Please transcribe the data that follows, keeping every line exact.

Data for analysis below:

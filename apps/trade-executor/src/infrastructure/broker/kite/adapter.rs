//! Kite broker adapter implementing `BrokerGateway`.

use async_trait::async_trait;
use rust_decimal::Decimal;

use crate::application::ports::{
    BrokerError, BrokerGateway, ExecutionContext, OrderStatusReport,
};
use crate::domain::protection::ContingentOrder;
use crate::domain::shared::{BrokerOrderId, ContingentOrderId, CorrelationId, OrderSide, Symbol};

use super::api_types::{
    GttTriggerData, KiteGttForm, KiteMargins, KiteMarketOrderForm, KiteOrderHistoryEntry,
    OrderIdData,
};
use super::config::KiteConfig;
use super::error::KiteError;
use super::http_client::KiteHttpClient;

/// Longest order tag Kite accepts.
const MAX_TAG_LEN: usize = 20;

/// Kite Connect broker adapter.
#[derive(Debug, Clone)]
pub struct KiteBrokerAdapter {
    client: KiteHttpClient,
    exchange: String,
    product: String,
}

impl KiteBrokerAdapter {
    /// Create a new Kite broker adapter.
    pub fn new(config: KiteConfig) -> Result<Self, KiteError> {
        let client = KiteHttpClient::new(&config)?;
        Ok(Self {
            client,
            exchange: config.exchange,
            product: config.product,
        })
    }

    /// Alphanumeric order tag derived from the correlation id.
    fn order_tag(correlation_id: &CorrelationId) -> String {
        correlation_id
            .as_str()
            .chars()
            .filter(char::is_ascii_alphanumeric)
            .take(MAX_TAG_LEN)
            .collect()
    }
}

#[async_trait]
impl BrokerGateway for KiteBrokerAdapter {
    async fn submit_market_buy(
        &self,
        ctx: &ExecutionContext,
        symbol: &Symbol,
        quantity: u64,
    ) -> Result<BrokerOrderId, BrokerError> {
        let form = KiteMarketOrderForm {
            tradingsymbol: symbol.as_str().to_string(),
            exchange: self.exchange.clone(),
            transaction_type: OrderSide::Buy.as_str(),
            order_type: "MARKET",
            quantity,
            product: self.product.clone(),
            validity: "DAY",
            tag: Self::order_tag(&ctx.correlation_id),
        };

        tracing::info!(
            correlation_id = %ctx.correlation_id,
            %symbol,
            quantity,
            exchange = %self.exchange,
            product = %self.product,
            "Submitting market BUY to Kite"
        );

        let data: OrderIdData = self
            .client
            .post_form(ctx, "/orders/regular", &form)
            .await
            .map_err(BrokerError::from)?;

        tracing::info!(
            correlation_id = %ctx.correlation_id,
            %symbol,
            order_id = %data.order_id,
            "Order accepted"
        );

        Ok(BrokerOrderId::new(data.order_id))
    }

    async fn get_order_status(
        &self,
        ctx: &ExecutionContext,
        order_id: &BrokerOrderId,
    ) -> Result<OrderStatusReport, BrokerError> {
        let history: Vec<KiteOrderHistoryEntry> = self
            .client
            .get(ctx, &format!("/orders/{}", order_id.as_str()))
            .await
            .map_err(BrokerError::from)?;

        history
            .last()
            .map(KiteOrderHistoryEntry::to_status_report)
            .ok_or_else(|| BrokerError::OrderNotFound {
                order_id: order_id.to_string(),
            })
    }

    async fn submit_contingent_order(
        &self,
        ctx: &ExecutionContext,
        order: &ContingentOrder,
    ) -> Result<ContingentOrderId, BrokerError> {
        let form = KiteGttForm::two_leg(order, &self.exchange, &self.product).map_err(|e| {
            BrokerError::Unknown {
                message: format!("Failed to encode GTT: {e}"),
            }
        })?;

        let data: GttTriggerData = self
            .client
            .post_form(ctx, "/gtt/triggers", &form)
            .await
            .map_err(BrokerError::from)?;

        tracing::info!(
            correlation_id = %ctx.correlation_id,
            symbol = %order.symbol,
            trigger_id = data.trigger_id,
            "GTT trigger placed"
        );

        Ok(ContingentOrderId::new(data.trigger_id.to_string()))
    }

    async fn get_balance(&self, ctx: &ExecutionContext) -> Result<Decimal, BrokerError> {
        let margins: KiteMargins = self
            .client
            .get(ctx, "/user/margins")
            .await
            .map_err(BrokerError::from)?;

        margins
            .equity
            .map(|segment| segment.net)
            .ok_or_else(|| BrokerError::Unknown {
                message: "Margins response has no equity segment".to_string(),
            })
    }
}

#[cfg(test)]
mod tests {
    use super::*;

    #[test]
    fn order_tag_is_alphanumeric_and_bounded() {
        let tag = KiteBrokerAdapter::order_tag(&CorrelationId::new(
            "3f2a9c1e-8b7d-4e6f-a5c4-1b2d3e4f5a6b",
        ));
        assert_eq!(tag.len(), MAX_TAG_LEN);
        assert!(tag.chars().all(|c| c.is_ascii_alphanumeric()));
        assert!(tag.starts_with("3f2a9c1e8b7d"));
    }

    #[test]
    fn adapter_requires_api_key() {
        assert!(KiteBrokerAdapter::new(KiteConfig::new("")).is_err());
        assert!(KiteBrokerAdapter::new(KiteConfig::new("kite-key")).is_ok());
    }
}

End of Data for analysis.

Completed task ->
filename apps/trade-executor/src/infrastructure/broker/kite/adapter.rs
//! Kite broker adapter implementing `BrokerGateway`.

use async_trait::async_trait;
use rust_decimal::Decimal;

use crate::application::ports::{
    BrokerError, BrokerGateway, ExecutionContext, OrderStatusReport,
};
use crate::domain::protection::ContingentOrder;
use crate::domain::shared::{BrokerOrderId, ContingentOrderId, CorrelationId, OrderSide, Symbol};

use super::api_types::{
    GttTriggerData, KiteGttForm, KiteMargins, KiteMarketOrderForm, KiteOrderHistoryEntry,
    OrderIdData,
};
use super::config::KiteConfig;
use super::error::KiteError;
use super::http_client::KiteHttpClient;

/// Longest order tag Kite accepts.
const MAX_TAG_LEN: usize = 20;

/// Kite Connect broker adapter.
#[derive(Debug, Clone)]
pub struct KiteBrokerAdapter {
    client: KiteHttpClient,
    exchange: String,
    product: String,
}

impl KiteBrokerAdapter {
    /// Create a new Kite broker adapter.
    pub fn new(config: KiteConfig) -> Result<Self, KiteError> {
        let client = KiteHttpClient::new(&config)?;
        Ok(Self {
            client,
            exchange: config.exchange,
            product: config.product,
        })
    }

    /// Alphanumeric order tag derived from the correlation id.
    fn order_tag(correlation_id: &CorrelationId) -> String {
        correlation_id
            .as_str()
            .chars()
            .filter(char::is_ascii_alphanumeric)
            .take(MAX_TAG_LEN)
            .collect()
    }
}

#[async_trait]
impl BrokerGateway for KiteBrokerAdapter {
    async fn submit_market_buy(
        &self,
        ctx: &ExecutionContext,
        symbol: &Symbol,
        quantity: u64,
    ) -> Result<BrokerOrderId, BrokerError> {
        let form = KiteMarketOrderForm {
            tradingsymbol: symbol.as_str().to_string(),
            exchange: self.exchange.clone(),
            transaction_type: OrderSide::Buy.as_str(),
            order_type: "MARKET",
            quantity,
            product: self.product.clone(),
            validity: "DAY",
            tag: Self::order_tag(&ctx.correlation_id),
        };

        tracing::info!(
            correlation_id = %ctx.correlation_id,
            %symbol,
            quantity,
            exchange = %self.exchange,
            product = %self.product,
            "Submitting market BUY to Kite"
        );

        let data: OrderIdData = self
            .client
            .post_form(ctx, "/orders/regular", &form)
            .await
            .map_err(BrokerError::from)?;

        tracing::info!(
            correlation_id = %ctx.correlation_id,
            %symbol,
            order_id = %data.order_id,
            "Order accepted"
        );

        Ok(BrokerOrderId::new(data.order_id))
    }

    async fn get_order_status(
        &self,
        ctx: &ExecutionContext,
        order_id: &BrokerOrderId,
    ) -> Result<OrderStatusReport, BrokerError> {
        let history: Vec<KiteOrderHistoryEntry> = self
            .client
            .get(ctx, &format!("/orders/{}", order_id.as_str()))
            .await
            .map_err(BrokerError::from)?;

        history
            .last()
            .map(KiteOrderHistoryEntry::to_status_report)
            .ok_or_else(|| BrokerError::OrderNotFound {
                order_id: order_id.to_string(),
            })
    }

    async fn submit_contingent_order(
        &self,
        ctx: &ExecutionContext,
        order: &ContingentOrder,
    ) -> Result<ContingentOrderId, BrokerError> {
        let form = KiteGttForm::two_leg(order, &self.exchange, &self.product).map_err(|e| {
            BrokerError::Unknown {
                message: format!("Failed to encode GTT: {e}"),
            }
        })?;

        let data: GttTriggerData = self
            .client
            .post_form(ctx, "/gtt/triggers", &form)
            .await
            .map_err(BrokerError::from)?;

        tracing::info!(
            correlation_id = %ctx.correlation_id,
            symbol = %order.symbol,
            trigger_id = data.trigger_id,
            "GTT trigger placed"
        );

        Ok(ContingentOrderId::new(data.trigger_id.to_string()))
    }

    async fn get_balance(&self, ctx: &ExecutionContext) -> Result<Decimal, BrokerError> {
        let margins: KiteMargins = self
            .client
            .get(ctx, "/user/margins")
            .await
            .map_err(BrokerError::from)?;

        margins
            .equity
            .map(|segment| segment.net)
            .ok_or_else(|| BrokerError::Unknown {
                message: "Margins response has no equity segment".to_string(),
            })
    }
}

#[cfg(test)]
mod tests {
    use super::*;

    #[test]
    fn order_tag_is_alphanumeric_and_bounded() {
        let tag = KiteBrokerAdapter::order_tag(&CorrelationId::new(
            "3f2a9c1e-8b7d-4e6f-a5c4-1b2d3e4f5a6b",
        ));
        assert_eq!(tag.len(), MAX_TAG_LEN);
        assert!(tag.chars().all(|c| c.is_ascii_alphanumeric()));
        assert!(tag.starts_with("3f2a9c1e8b7d"));
    }

    #[test]
    fn adapter_requires_api_key() {
        assert!(KiteBrokerAdapter::new(KiteConfig::new("")).is_err());
        assert!(KiteBrokerAdapter::new(KiteConfig::new("kite-key")).is_ok());
    }
}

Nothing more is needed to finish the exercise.